→ **PROMPT**: Find the word "AlreadyExists" in the listing; pull out each line holding it.

= = = = =

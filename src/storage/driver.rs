//! # Storage Driver Abstraction Layer
//!
//! `StorageDriver` is the byte-addressed, copy-based interface every
//! PhysicalFile performs its I/O through. Addresses here are absolute file
//! offsets; the base-address (userblock) translation happens one layer up in
//! `FileSpace`.
//!
//! ```text
//! fn read_at(&self, offset: u64, buf: &mut [u8]) -> Result<()>;
//! fn write_at(&mut self, offset: u64, data: &[u8]) -> Result<()>;
//! ```
//!
//! ## Storage Backends
//!
//! | Backend       | Medium          | Sync       |
//! |---------------|-----------------|------------|
//! | FileStorage   | std::fs::File   | fsync      |
//! | MemoryStorage | Vec<u8>         | no-op      |
//!
//! `AnyStorage` wraps both so the file layer works with either backend
//! without generics. `MemoryStorage` backs unit tests of the allocator and
//! catalog code; every registry-level file uses `FileStorage`.
//!
//! ## File Identity
//!
//! Two paths that name the same inode must resolve to the same PhysicalFile.
//! `FileStorage::identity` returns `(device, inode)` on Unix and the
//! canonical path elsewhere.

use eyre::{ensure, Result, WrapErr};
use std::fs::{File, OpenOptions};
use std::io::{Read, Seek, SeekFrom, Write};
use std::path::{Path, PathBuf};

use crate::error::H5Error;

pub trait StorageDriver: Send {
    /// Fills `buf` from `offset`. Reading past the end of storage is an error.
    fn read_at(&self, offset: u64, buf: &mut [u8]) -> Result<()>;

    /// Writes `data` at `offset`, growing the storage if needed.
    fn write_at(&mut self, offset: u64, data: &[u8]) -> Result<()>;

    fn len(&self) -> Result<u64>;

    fn set_len(&mut self, len: u64) -> Result<()>;

    /// Flushes all pending writes to the durable medium.
    fn sync(&self) -> Result<()>;

    fn is_writable(&self) -> bool;
}

#[derive(Debug, Clone, PartialEq, Eq, Hash)]
pub enum FileIdentity {
    Inode { dev: u64, ino: u64 },
    Path(PathBuf),
}

#[derive(Debug)]
pub struct FileStorage {
    file: File,
    path: PathBuf,
    writable: bool,
}

impl FileStorage {
    /// Creates a new file. With `exclusive`, an existing path is an
    /// `AlreadyExists` error; otherwise existing content is truncated.
    pub fn create(path: &Path, exclusive: bool) -> Result<Self> {
        let mut opts = OpenOptions::new();
        opts.read(true).write(true);
        if exclusive {
            opts.create_new(true);
        } else {
            opts.create(true).truncate(true);
        }

        let file = match opts.open(path) {
            Ok(f) => f,
            Err(e) if exclusive && e.kind() == std::io::ErrorKind::AlreadyExists => {
                return Err(H5Error::AlreadyExists(path.display().to_string()).into());
            }
            Err(e) => {
                return Err(e)
                    .wrap_err_with(|| format!("failed to create file '{}'", path.display()));
            }
        };

        Ok(Self {
            file,
            path: path.to_path_buf(),
            writable: true,
        })
    }

    pub fn open(path: &Path, writable: bool) -> Result<Self> {
        let file = OpenOptions::new()
            .read(true)
            .write(writable)
            .open(path)
            .wrap_err_with(|| format!("failed to open file '{}'", path.display()))?;

        Ok(Self {
            file,
            path: path.to_path_buf(),
            writable,
        })
    }

    pub fn path(&self) -> &Path {
        &self.path
    }

    pub fn identity(&self) -> Result<FileIdentity> {
        file_identity(&self.path, &self.file)
    }
}

#[cfg(unix)]
fn file_identity(path: &Path, file: &File) -> Result<FileIdentity> {
    use std::os::unix::fs::MetadataExt;

    let meta = file
        .metadata()
        .wrap_err_with(|| format!("failed to stat '{}'", path.display()))?;
    Ok(FileIdentity::Inode {
        dev: meta.dev(),
        ino: meta.ino(),
    })
}

#[cfg(not(unix))]
fn file_identity(path: &Path, _file: &File) -> Result<FileIdentity> {
    let canonical = path
        .canonicalize()
        .wrap_err_with(|| format!("failed to canonicalize '{}'", path.display()))?;
    Ok(FileIdentity::Path(canonical))
}

/// Identity of a path that may already be open, without opening it for I/O.
pub fn path_identity(path: &Path) -> Result<Option<FileIdentity>> {
    if !path.exists() {
        return Ok(None);
    }
    let file = File::open(path).wrap_err_with(|| format!("failed to open '{}'", path.display()))?;
    file_identity(path, &file).map(Some)
}

impl StorageDriver for FileStorage {
    fn read_at(&self, offset: u64, buf: &mut [u8]) -> Result<()> {
        let mut f = &self.file;
        f.seek(SeekFrom::Start(offset))
            .wrap_err_with(|| format!("failed to seek to {} in '{}'", offset, self.path.display()))?;
        f.read_exact(buf).wrap_err_with(|| {
            format!(
                "failed to read {} bytes at {} from '{}'",
                buf.len(),
                offset,
                self.path.display()
            )
        })
    }

    fn write_at(&mut self, offset: u64, data: &[u8]) -> Result<()> {
        ensure!(self.writable, "'{}' is open read-only", self.path.display());
        self.file
            .seek(SeekFrom::Start(offset))
            .wrap_err_with(|| format!("failed to seek to {} in '{}'", offset, self.path.display()))?;
        self.file.write_all(data).wrap_err_with(|| {
            format!(
                "failed to write {} bytes at {} to '{}'",
                data.len(),
                offset,
                self.path.display()
            )
        })
    }

    fn len(&self) -> Result<u64> {
        let meta = self
            .file
            .metadata()
            .wrap_err_with(|| format!("failed to stat '{}'", self.path.display()))?;
        Ok(meta.len())
    }

    fn set_len(&mut self, len: u64) -> Result<()> {
        self.file
            .set_len(len)
            .wrap_err_with(|| format!("failed to resize '{}' to {} bytes", self.path.display(), len))
    }

    fn sync(&self) -> Result<()> {
        if !self.writable {
            return Ok(());
        }
        self.file
            .sync_data()
            .wrap_err_with(|| format!("failed to sync '{}'", self.path.display()))
    }

    fn is_writable(&self) -> bool {
        self.writable
    }
}

#[derive(Debug, Default)]
pub struct MemoryStorage {
    data: Vec<u8>,
}

impl MemoryStorage {
    pub fn new() -> Self {
        Self::default()
    }

    pub fn as_bytes(&self) -> &[u8] {
        &self.data
    }
}

impl StorageDriver for MemoryStorage {
    fn read_at(&self, offset: u64, buf: &mut [u8]) -> Result<()> {
        let start = offset as usize;
        let end = start + buf.len();
        ensure!(
            end <= self.data.len(),
            "read of {} bytes at {} past end of memory storage ({})",
            buf.len(),
            offset,
            self.data.len()
        );
        buf.copy_from_slice(&self.data[start..end]);
        Ok(())
    }

    fn write_at(&mut self, offset: u64, data: &[u8]) -> Result<()> {
        let start = offset as usize;
        let end = start + data.len();
        if end > self.data.len() {
            self.data.resize(end, 0);
        }
        self.data[start..end].copy_from_slice(data);
        Ok(())
    }

    fn len(&self) -> Result<u64> {
        Ok(self.data.len() as u64)
    }

    fn set_len(&mut self, len: u64) -> Result<()> {
        self.data.resize(len as usize, 0);
        Ok(())
    }

    fn sync(&self) -> Result<()> {
        Ok(())
    }

    fn is_writable(&self) -> bool {
        true
    }
}

/// Type-erased storage backend that implements `StorageDriver`.
#[derive(Debug)]
pub enum AnyStorage {
    File(FileStorage),
    Memory(MemoryStorage),
}

impl AnyStorage {
    pub fn as_file(&self) -> Option<&FileStorage> {
        match self {
            AnyStorage::File(s) => Some(s),
            AnyStorage::Memory(_) => None,
        }
    }
}

impl StorageDriver for AnyStorage {
    fn read_at(&self, offset: u64, buf: &mut [u8]) -> Result<()> {
        match self {
            AnyStorage::File(s) => s.read_at(offset, buf),
            AnyStorage::Memory(s) => s.read_at(offset, buf),
        }
    }

    fn write_at(&mut self, offset: u64, data: &[u8]) -> Result<()> {
        match self {
            AnyStorage::File(s) => s.write_at(offset, data),
            AnyStorage::Memory(s) => s.write_at(offset, data),
        }
    }

    fn len(&self) -> Result<u64> {
        match self {
            AnyStorage::File(s) => s.len(),
            AnyStorage::Memory(s) => s.len(),
        }
    }

    fn set_len(&mut self, len: u64) -> Result<()> {
        match self {
            AnyStorage::File(s) => s.set_len(len),
            AnyStorage::Memory(s) => s.set_len(len),
        }
    }

    fn sync(&self) -> Result<()> {
        match self {
            AnyStorage::File(s) => s.sync(),
            AnyStorage::Memory(s) => s.sync(),
        }
    }

    fn is_writable(&self) -> bool {
        match self {
            AnyStorage::File(s) => s.is_writable(),
            AnyStorage::Memory(s) => s.is_writable(),
        }
    }
}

= = = = =

→ **SOLUTION TO THE PROBLEM**:
    /// `AlreadyExists` error; otherwise existing content is truncated.
            Err(e) if exclusive && e.kind() == std::io::ErrorKind::AlreadyExists => {
                return Err(H5Error::AlreadyExists(path.display().to_string()).into());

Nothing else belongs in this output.